LETTER: We must all make sacrifices to protect the NHS
A reader urges others to focus on improving our diets to aid the NHS.
Are the people who queued for two hours at a fast food restaurant, the very same people, who clap for the NHS every Thursday? Well they might; their dietary choices will ensure medical services will be needed by them in the future. No point blaming governments for the state of the NHS. Hippocrates said our food would kill us or cure us. If you must blame politicians for this dire situation, blame them for welcoming in the American fast food outlets. We were mostly all slim in the 70s; then these fast food giants arrived with their unhealthy offerings and gargantuan portions.
If you must blame anyone, blame food manufacturers, who put palm oil, one of THE most fattening products there is, into just about everything we eat, destroying, in the process, the last habitats of the orangutan, just as the insatiable appetite for the burger has destroyed so much of the rain forests of Brazil and the lives of its indigenous peoples. (The rain forests of Borneo, with its unique and precious wildlife, are moving closer to annihilation, because of another of our apparently insatiable demands; toilet paper.)

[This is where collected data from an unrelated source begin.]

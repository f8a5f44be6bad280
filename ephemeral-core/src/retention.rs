//! Retention policy and per-post decisions
//!
//! A post is judged by two rules, in order:
//!
//! 1. Posts created before the epoch are never deleted.
//! 2. Posts older than `max_age` are deleted; everything else is kept.

use std::time::Duration;

use chrono::{DateTime, NaiveDate, Utc};
use serde::{Deserialize, Serialize};

use crate::error::{EphemeralError, Result};
use crate::post::Post;

/// Number of characters of a kept post shown in logs
pub const KEEP_PREVIEW_CHARS: usize = 45;

/// Date layout accepted for the epoch
pub const EPOCH_FORMAT: &str = "%Y-%m-%d";

/// Temporal boundaries for a sweep
#[derive(Debug, Clone, PartialEq, Eq, Serialize, Deserialize)]
pub struct RetentionPolicy {
    /// Posts created before this instant are never deleted
    pub epoch: DateTime<Utc>,

    /// Posts older than this are deleted
    #[serde(with = "humantime_serde")]
    pub max_age: Duration,
}

/// Outcome of evaluating a single post
#[derive(Debug, Clone, Copy, PartialEq, Eq, Serialize, Deserialize)]
#[serde(tag = "type", rename_all = "snake_case")]
pub enum Decision {
    /// Created before the epoch
    SkipPreEpoch,

    /// Older than `max_age`
    Delete {
        /// Age of the post at evaluation time
        #[serde(with = "humantime_serde")]
        age: Duration,
    },

    /// Still inside the retention window
    Keep,
}

impl Decision {
    /// Whether the post should be handed to the delete capability
    pub fn is_delete(&self) -> bool {
        matches!(self, Decision::Delete { .. })
    }
}

impl RetentionPolicy {
    /// Create a new policy
    pub fn new(epoch: DateTime<Utc>, max_age: Duration) -> Self {
        Self { epoch, max_age }
    }

    /// Decide what to do with `post` at instant `now`.
    ///
    /// A post dated after `now` has no age and is kept.
    pub fn decide(&self, post: &Post, now: DateTime<Utc>) -> Decision {
        if post.created_at < self.epoch {
            return Decision::SkipPreEpoch;
        }

        match now.signed_duration_since(post.created_at).to_std() {
            Ok(age) if age > self.max_age => Decision::Delete { age },
            _ => Decision::Keep,
        }
    }
}

/// Parse a `YYYY-MM-DD` epoch as midnight UTC.
///
/// # Errors
///
/// Returns [`EphemeralError::Configuration`] for anything that is not a valid
/// calendar date.
pub fn parse_epoch(value: &str) -> Result<DateTime<Utc>> {
    let date = NaiveDate::parse_from_str(value.trim(), EPOCH_FORMAT).map_err(|e| {
        EphemeralError::Configuration(format!(
            "Error parsing epoch date {:?} (expected YYYY-MM-DD): {}",
            value, e
        ))
    })?;

    date.and_hms_opt(0, 0, 0)
        .map(|midnight| midnight.and_utc())
        .ok_or_else(|| EphemeralError::Configuration(format!("Invalid epoch date: {}", value)))
}

/// Return at most `max` characters of `text`, never splitting a character.
pub fn truncate_chars(text: &str, max: usize) -> &str {
    match text.char_indices().nth(max) {
        Some((idx, _)) => &text[..idx],
        None => text,
    }
}

/// Round to the nearest minute, halves rounding up.
pub fn round_to_minute(duration: Duration) -> Duration {
    const MINUTE_NANOS: u128 = 60_000_000_000;
    let minutes = (duration.as_nanos() + MINUTE_NANOS / 2) / MINUTE_NANOS;
    Duration::from_secs(u64::try_from(minutes * 60).unwrap_or(u64::MAX))
}

#[cfg(test)]
mod tests {
    use super::*;
    use chrono::TimeZone;

    const DAY: Duration = Duration::from_secs(24 * 60 * 60);

    fn at(y: i32, m: u32, d: u32, h: u32) -> DateTime<Utc> {
        Utc.with_ymd_and_hms(y, m, d, h, 0, 0).unwrap()
    }

    fn policy() -> RetentionPolicy {
        RetentionPolicy::new(parse_epoch("2020-01-01").unwrap(), DAY)
    }

    #[test]
    fn test_reference_scenario() {
        let now = at(2024, 1, 10, 12);
        let policy = policy();

        let a = Post::new(1, "first post", at(2019, 6, 1, 0));
        let b = Post::new(2, "two days old", at(2024, 1, 8, 12));
        let c = Post::new(3, "six hours old", at(2024, 1, 10, 6));

        assert_eq!(policy.decide(&a, now), Decision::SkipPreEpoch);
        assert_eq!(
            policy.decide(&b, now),
            Decision::Delete {
                age: Duration::from_secs(48 * 60 * 60)
            }
        );
        assert_eq!(policy.decide(&c, now), Decision::Keep);
    }

    #[test]
    fn test_pre_epoch_wins_over_age() {
        let policy = RetentionPolicy::new(parse_epoch("2020-01-01").unwrap(), Duration::ZERO);
        let ancient = Post::new(1, "hello world", at(2010, 3, 21, 20));
        assert_eq!(policy.decide(&ancient, at(2024, 1, 1, 0)), Decision::SkipPreEpoch);
    }

    #[test]
    fn test_epoch_boundary_is_inclusive() {
        let policy = policy();
        let on_epoch = Post::new(1, "midnight", policy.epoch);
        assert!(policy.decide(&on_epoch, at(2024, 1, 1, 0)).is_delete());
    }

    #[test]
    fn test_exact_max_age_is_kept() {
        let policy = policy();
        let now = at(2024, 1, 10, 12);
        let post = Post::new(1, "exactly a day", at(2024, 1, 9, 12));
        assert_eq!(policy.decide(&post, now), Decision::Keep);
    }

    #[test]
    fn test_zero_max_age_deletes_everything_after_epoch() {
        let policy = RetentionPolicy::new(parse_epoch("2020-01-01").unwrap(), Duration::ZERO);
        let now = at(2024, 1, 10, 12);
        let recent = Post::new(1, "just now", at(2024, 1, 10, 11));
        assert!(policy.decide(&recent, now).is_delete());
    }

    #[test]
    fn test_future_post_is_kept() {
        let policy = policy();
        let now = at(2024, 1, 10, 12);
        let future = Post::new(1, "clock skew", at(2024, 1, 11, 12));
        assert_eq!(policy.decide(&future, now), Decision::Keep);
    }

    #[test]
    fn test_parse_epoch() {
        assert_eq!(parse_epoch("2020-01-01").unwrap(), at(2020, 1, 1, 0));
        assert!(matches!(
            parse_epoch("2020-13-01"),
            Err(EphemeralError::Configuration(_))
        ));
        assert!(parse_epoch("01/01/2020").is_err());
        assert!(parse_epoch("").is_err());
    }

    #[test]
    fn test_truncate_chars_clamps_short_text() {
        assert_eq!(truncate_chars("short", KEEP_PREVIEW_CHARS), "short");
        assert_eq!(truncate_chars("", KEEP_PREVIEW_CHARS), "");

        let long = "a".repeat(60);
        assert_eq!(truncate_chars(&long, KEEP_PREVIEW_CHARS).len(), 45);
    }

    #[test]
    fn test_truncate_chars_respects_char_boundaries() {
        let text = "é".repeat(50);
        let preview = truncate_chars(&text, KEEP_PREVIEW_CHARS);
        assert_eq!(preview.chars().count(), 45);
    }

    #[test]
    fn test_round_to_minute() {
        assert_eq!(round_to_minute(Duration::from_secs(89)), Duration::from_secs(60));
        assert_eq!(round_to_minute(Duration::from_secs(90)), Duration::from_secs(120));
        assert_eq!(round_to_minute(Duration::from_secs(29)), Duration::ZERO);
        assert_eq!(round_to_minute(Duration::from_secs(30)), Duration::from_secs(60));
    }

    #[test]
    fn test_round_to_minute_keeps_subsecond_precision() {
        assert_eq!(round_to_minute(Duration::from_millis(29_600)), Duration::ZERO);
        assert_eq!(
            round_to_minute(Duration::from_millis(89_600)),
            Duration::from_secs(60)
        );
        assert_eq!(
            round_to_minute(Duration::from_millis(29_999)),
            Duration::ZERO
        );
        assert_eq!(
            round_to_minute(Duration::from_secs(48 * 3600 + 29)),
            Duration::from_secs(48 * 3600)
        );
    }
}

If we really want to support the NHS and not succumb to disastrous pandemics, if we really love our planet and want to save it, then we have to change our core values (listen up, Greta Thunberg, who, it would seem, eats junk too) and start thinking more consciously about the food we put on our plate, on the amounts we eat and from where it has come. Demand that the government ban ALL additives from our food, and proactively encourages our farmers to go organic and the rest of us to choose organic. (“5 a day” with their current payloads of chemicals, are likely to do us more harm than good, so just as well Heinz vegetable soup has so little veg in it.)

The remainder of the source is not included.